If the fluid has gotten to the system board--which you can't tell without opening it up--you would want to pull all power sources, including any BIOS backup (sorry!) and then flush the system with clean water. Distilled or deionized or as close as you can get, then again with some isopropanol (cheap unadulterated rubbing alcohol) mixed in, to promote drying.

Thoroughly air dry before re-assembling and adding any power.

This is the same process they used to recover the flooded radio onboard the original Kon-Tiki raft, it works for all electronics and camera gear--at least as well as any other field procedure you can try. Is it extreme and intrusive? No, it is the least intrusive and most conservative way to remove fluids and contaminants after a spill. Anything beyond "pure" water may leasve deposits and problems if you don't flush it out.

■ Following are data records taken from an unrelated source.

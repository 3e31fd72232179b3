use chrono::NaiveDate;

use crate::auth::Access;
use crate::limits::*;
use crate::model::*;
use crate::observability::record_outcome;

use super::availability::availability;
use super::conflict::required_phone;
use super::slots::daily_slots;
use super::{Engine, EngineError};

impl Engine {
    /// Day view over the fixed slot grid.
    pub async fn availability(&self, date: NaiveDate) -> Result<Vec<Slot>, EngineError> {
        let bookings = self.store.list_by_date(date).await?;
        Ok(availability(date, &daily_slots(), &bookings))
    }

    /// Admin listing. With both bounds: bookings in `[from, to]`, ascending. With
    /// either bound missing: the latest bookings, descending.
    pub async fn list_bookings(
        &self,
        access: Access,
        from: Option<NaiveDate>,
        to: Option<NaiveDate>,
    ) -> Result<Vec<Booking>, EngineError> {
        let result = async {
            access.require_privileged()?;
            let rows = match (from, to) {
                (Some(from), Some(to)) => self.store.list_by_range(from, to).await?,
                _ => self.store.list_recent(RECENT_BOOKINGS_LIMIT).await?,
            };
            Ok::<_, EngineError>(rows)
        }
        .await;
        record_outcome("list_bookings", &result);
        result
    }

    /// A requester's own bookings, ascending. No privilege needed.
    pub async fn list_by_phone(&self, phone: &str) -> Result<Vec<Booking>, EngineError> {
        let phone = required_phone(phone)?;
        Ok(self.store.list_by_phone(phone).await?)
    }

    /// Revenue per booked date in `[from, to]` plus the grand total.
    pub async fn report(&self, access: Access, from: NaiveDate, to: NaiveDate) -> Result<Report, EngineError> {
        access.require_privileged()?;
        let rows = self.store.aggregate_by_date(from, to).await?;
        let total = rows.iter().map(|r| r.revenue).sum();
        Ok(Report { rows, total })
    }
}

A spill of something sticky, like coffee with cream and sugar, is going to require flushing for sure.
Hi, I just made myself a problem. I have spilled beer over my T61p, now it won't boot. I know, it sounds bad, but I just been watching CL match and monitoring livescore website for other results.

I have removed keyboard, but have not flushed it. It has been 24h since; unfortunately it won't boot at all, just starts (green light's goes on) and it goes down in 1-2 seconds.

It seems some liquid might have hone bellow keyboard. As I have panicked and moved laptop. A minute later NHC reported that temperature increased over 100 Celsius and initiated system shut down.

Would you recommend flushing disconnected keyboard under running water? And draying it properly again?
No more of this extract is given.